This week’s New Title Tuesday pick, The Whistler, by John Grisham, is for those seeking an end to corruption and all the wrongs in our world. It has been a couple of decades since I first read The Pelican Brief, The Client, and The Firm. Then came the many movies.
Admittedly, there’s a bit of formula to these types of legal thrillers, but Grisham literally wrote books about fighting for the underdog and ending the injustices caused by the crooked rich and powerful.
Publisher’s Summary: From John Grisham, America’s #1 bestselling author, comes the most electrifying novel of the year, a high-stakes
thrill ride through the darkest corners of the Sunshine State.
We expect our judges to be honest and wise. Their integrity and impartiality are the bedrock of the entire judicial system. We trust them to ensure fair trials, to protect the rights of all litigants, to punish those who do wrong, and to oversee the orderly and efficient flow of justice.
But what happens when a judge bends the law or takes a bribe? It’s rare, but it happens.
Lacy Stoltz is an investigator for the Florida Board on Judicial Conduct. She is a lawyer, not a cop, and it is her job to respond to complaints dealing with judicial misconduct. After nine years with the Board, she knows that most problems are caused by incompetence, not corruption.
But a corruption case eventually crosses her desk. A previously disbarred lawyer is back in business with a new identity. He now goes by the name Greg Myers, and he claims to know of a Florida judge who has stolen more money than all other crooked judges combined. And not just crooked judges in Florida. All judges, from all states, and throughout U.S. history.
What’s the source of the ill-gotten gains? It seems the judge was secretly involved with the construction of a large casino on Native American land. The Coast Mafia financed the casino and is now helping itself to a sizable skim of each month’s cash. The judge is getting a cut and looking the other way. It’s a sweet deal: Everyone is making money.
But now Greg wants to put a stop to it. His only client is a person who knows the truth and wants to blow the whistle and collect millions under Florida law. Greg files a complaint with the Board on Judicial Conduct, and the case is assigned to Lacy Stoltz, who immediately suspects that this one could be dangerous.

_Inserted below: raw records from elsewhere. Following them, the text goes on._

//! Stream lifecycle events delivered by the audio server.

use std::fmt;

/// The two kinds of stream a duplex client opens.
#[derive(Debug, Clone, Copy, PartialEq, Eq, Hash, PartialOrd, Ord)]
pub enum StreamKind {
    /// A playback stream (PulseAudio "sink input").
    Output,
    /// A capture stream (PulseAudio "source output").
    Input,
}

impl StreamKind {
    /// Both stream kinds, outputs first.
    pub const ALL: [Self; 2] = [Self::Output, Self::Input];
}

impl fmt::Display for StreamKind {
    fn fmt(&self, f: &mut fmt::Formatter<'_>) -> fmt::Result {
        match self {
            Self::Output => f.write_str("output"),
            Self::Input => f.write_str("input"),
        }
    }
}

/// A single record from the event feed.
#[derive(Debug, Clone, PartialEq, Eq)]
pub enum ServerEvent {
    /// A stream was created.
    New {
        /// Kind of the new stream.
        kind: StreamKind,
        /// Server-assigned identifier, unique among live streams of `kind`.
        id: u32,
        /// Application that owns the stream, if it could be determined.
        application: Option<String>,
    },
    /// A stream was destroyed.
    Remove {
        /// Kind of the removed stream.
        kind: StreamKind,
        /// Identifier of the removed stream.
        id: u32,
    },
}

impl ServerEvent {
    /// Creates a `New` event for an application.
    pub fn new_stream(kind: StreamKind, id: u32, application: impl Into<String>) -> Self {
        Self::New {
            kind,
            id,
            application: Some(application.into()),
        }
    }

    /// Creates a `Remove` event.
    #[must_use]
    pub const fn removed(kind: StreamKind, id: u32) -> Self { Self::Remove { kind, id } }
}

Dangerous is one thing. Deadly is something else.
Grisham is prolific – thirty novels and six titles in the Theodore Boone series for youth. There is no doubt that it would be more than challenging to make each one fresh and edgy. However, readers like me have a need for the bad guys to get caught sometimes, and Grisham provides that dependable cathartic source of justice.

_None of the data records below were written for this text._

//! The switching engine.
//!
//! All registry mutations and mode decisions happen on one task, strictly in
//! event order. Events re-arm the debouncer; once it settles the engine
//! queries the server for the device and its mode and runs at most one
//! transition to completion before looking at the next event.

use std::time::Duration;

use tokio::sync::mpsc;

use super::classifier::ClientClassifier;
use super::controller::{AudioController, DeviceMode};
use super::debounce::Debouncer;
use super::decision::{should_enter_duplex, should_leave_duplex};
use super::event::{ServerEvent, StreamKind};
use super::orchestrator::SwitchOrchestrator;
use super::registry::ConnectionRegistry;
use super::source::{EventSource, connect};
use crate::config::AutoduplexConfig;
use crate::error::SwitcherError;

/// Owns the switching state and drives it from the event feed.
#[derive(Debug)]
pub struct Engine<C> {
    classifier: ClientClassifier,
    registry: ConnectionRegistry,
    orchestrator: SwitchOrchestrator,
    controller: C,
    debouncer: Debouncer,
    startup_wait: Duration,
    startup_poll: Duration,
}

impl<C: AudioController> Engine<C> {
    /// Creates an engine with an empty registry.
    ///
    /// # Errors
    ///
    /// Returns [`SwitcherError::Config`] if a client pattern is invalid.
    pub fn new(config: &AutoduplexConfig, controller: C) -> Result<Self, SwitcherError> {
        Ok(Self {
            classifier: ClientClassifier::new(&config.clients)?,
            registry: ConnectionRegistry::new(),
            orchestrator: SwitchOrchestrator::new(config.mute_on_duplex),
            controller,
            debouncer: Debouncer::new(config.debounce()),
            startup_wait: config.startup_wait(),
            startup_poll: config.startup_poll(),
        })
    }

    /// Returns the tracked connections.
    #[must_use]
    pub const fn registry(&self) -> &ConnectionRegistry { &self.registry }

    /// Returns the transition state.
    #[must_use]
    pub const fn orchestrator(&self) -> &SwitchOrchestrator { &self.orchestrator }

    /// Returns the audio controller.
    #[must_use]
    pub const fn controller(&self) -> &C { &self.controller }

    /// Returns the audio controller mutably.
    pub const fn controller_mut(&mut self) -> &mut C { &mut self.controller }

    /// Returns whether an evaluation is pending.
    #[must_use]
    pub const fn is_settling(&self) -> bool { self.debouncer.is_armed() }

    /// Subscribes to `source`, reconciles with the live streams and runs
    /// until the feed ends.
    ///
    /// # Errors
    ///
    /// Returns [`SwitcherError::Unavailable`] if the server did not become
    /// reachable within the startup window, and [`SwitcherError::FeedClosed`]
    /// once a running feed terminates.
    pub async fn start<S: EventSource>(&mut self, source: &mut S) -> Result<(), SwitcherError> {
        let mut events = connect(source, self.startup_wait, self.startup_poll).await?;
        self.reconcile();
        self.run(&mut events).await
    }

    /// Tracks the streams that were already live before the feed was opened.
    ///
    /// Returns the number of connections tracked.
    pub fn reconcile(&mut self) -> usize {
        let mut tracked = 0;
        for kind in StreamKind::ALL {
            let streams = match self.controller.live_streams(kind) {
                Ok(streams) => streams,
                Err(err) => {
                    tracing::warn!(%kind, error = %err, "cannot list live streams");
                    continue;
                }
            };

            for stream in streams {
                let event = ServerEvent::New {
                    kind,
                    id: stream.id,
                    application: stream.application,
                };
                if self.track(event) {
                    tracked += 1;
                }
            }
        }

        tracing::info!(tracked, "reconciled with live streams");
        tracked
    }

    /// Applies one event to the registry.
    ///
    /// Returns whether the event was accepted, in which case an evaluation
    /// is scheduled after the quiet period.
    pub fn handle_event(&mut self, event: ServerEvent) -> bool {
        let accepted = self.track(event);
        if accepted {
            self.debouncer.arm();
        }
        accepted
    }

    fn track(&mut self, event: ServerEvent) -> bool {
        match event {
            ServerEvent::New { kind, id, application } => {
                let Some(application) = application else {
                    tracing::debug!(%kind, id, "stream without application name");
                    return false;
                };
                let Some(client) = self.classifier.classify(kind, &application) else {
                    return false;
                };
                tracing::info!(%kind, id, %client, "tracking connection");
                self.registry.insert(kind, id, client);
                true
            }
            ServerEvent::Remove { kind, id } => {
                if self.registry.remove(kind, id) {
                    tracing::info!(%kind, id, "connection closed");
                    true
                } else {
                    tracing::debug!(%kind, id, "ignoring remove of untracked stream");
                    false
                }
            }
        }
    }

    /// Decides whether the device has to switch and performs the transition.
    ///
    /// Returns the mode switched into, if any.
    pub fn evaluate(&mut self) -> Option<DeviceMode> {
        tracing::debug!(
            outputs = self.registry.len(StreamKind::Output),
            inputs = self.registry.len(StreamKind::Input),
            "settled, evaluating"
        );

        let device = match self.controller.active_device() {
            Ok(Some(device)) => device,
            Ok(None) => {
                tracing::debug!("no Bluetooth headset in use");
                return None;
            }
            Err(err) => {
                tracing::warn!(error = %err, "cannot determine active device");
                return None;
            }
        };

        let mode = match self.controller.current_mode(&device) {
            Ok(mode) => mode,
            Err(err) => {
                tracing::warn!(%device, error = %err, "cannot determine device mode");
                return None;
            }
        };

        let target = if mode != Some(DeviceMode::Duplex) && should_enter_duplex(&self.registry) {
            DeviceMode::Duplex
        } else if let Some(current) = mode
            && should_leave_duplex(&self.registry, current, &self.classifier)
        {
            DeviceMode::Stereo
        } else {
            tracing::debug!(%device, mode = ?mode, "no switch needed");
            return None;
        };

        let result = match target {
            DeviceMode::Duplex => {
                self.orchestrator.enter_duplex(&mut self.controller, &device, &self.registry)
            }
            DeviceMode::Stereo => self.orchestrator.leave_duplex(&mut self.controller, &device),
        };

        match result {
            Ok(()) => {
                tracing::info!(%device, mode = %target, "switched");
                Some(target)
            }
            Err(err) => {
                tracing::warn!(%device, mode = %target, error = %err, "switch aborted");
                None
            }
        }
    }

    /// Processes events until the feed ends.
    ///
    /// If the registry already holds connections, an evaluation is scheduled
    /// right away.
    ///
    /// # Errors
    ///
    /// Always ends with [`SwitcherError::FeedClosed`].
    pub async fn run(
        &mut self,
        events: &mut mpsc::Receiver<ServerEvent>,
    ) -> Result<(), SwitcherError> {
        if !self.registry.is_empty() {
            self.debouncer.arm();
        }

        loop {
            tokio::select! {
                event = events.recv() => match event {
                    Some(event) => {
                        self.handle_event(event);
                    }
                    None => {
                        self.debouncer.disarm();
                        return Err(SwitcherError::FeedClosed);
                    }
                },
                () = self.debouncer.settled() => {
                    self.evaluate();
                }
            }
        }
    }
}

Grisham adds a new element to the formula in The Whistler. The attorney for the Florida Board on Judicial Conduct, Lacy Stoltz, is not a brittle, damaged mess that we often see in investigators. She’s a strong, independent female at the helm. The plot is fueled by other intriguing elements, a tribal casino, the Coast Mafia, the whistle-blower, and of course, crooked judges.
As Patrick Anderson wrote for The Washington Post, “The Whistler is a fascinating look at judicial corruption — an entirely convincing story and one of Grisham’s best. I can’t think of another major American novelist since Sinclair Lewis who has so effectively targeted social and political ills in our society. Lewis’s scathing portraits of our Main Streets, Babbitts and Elmer Gantrys won him the Nobel Prize for Literature in 1930. In Grisham’s case, it is time at least to recognize that at his best he is not simply the author of entertaining legal thrillers but an important novelist critic of our society.”
Whether you check out The Whistler in hardcover, eBook, or audio format, you will enjoy a first rate corruption-busting diversion.
Happy Reading, Susan C.
These and so many more by Grisham can be found at the O’Fallon Public Library:
Theodore Boone: Kid Lawyer (for youth)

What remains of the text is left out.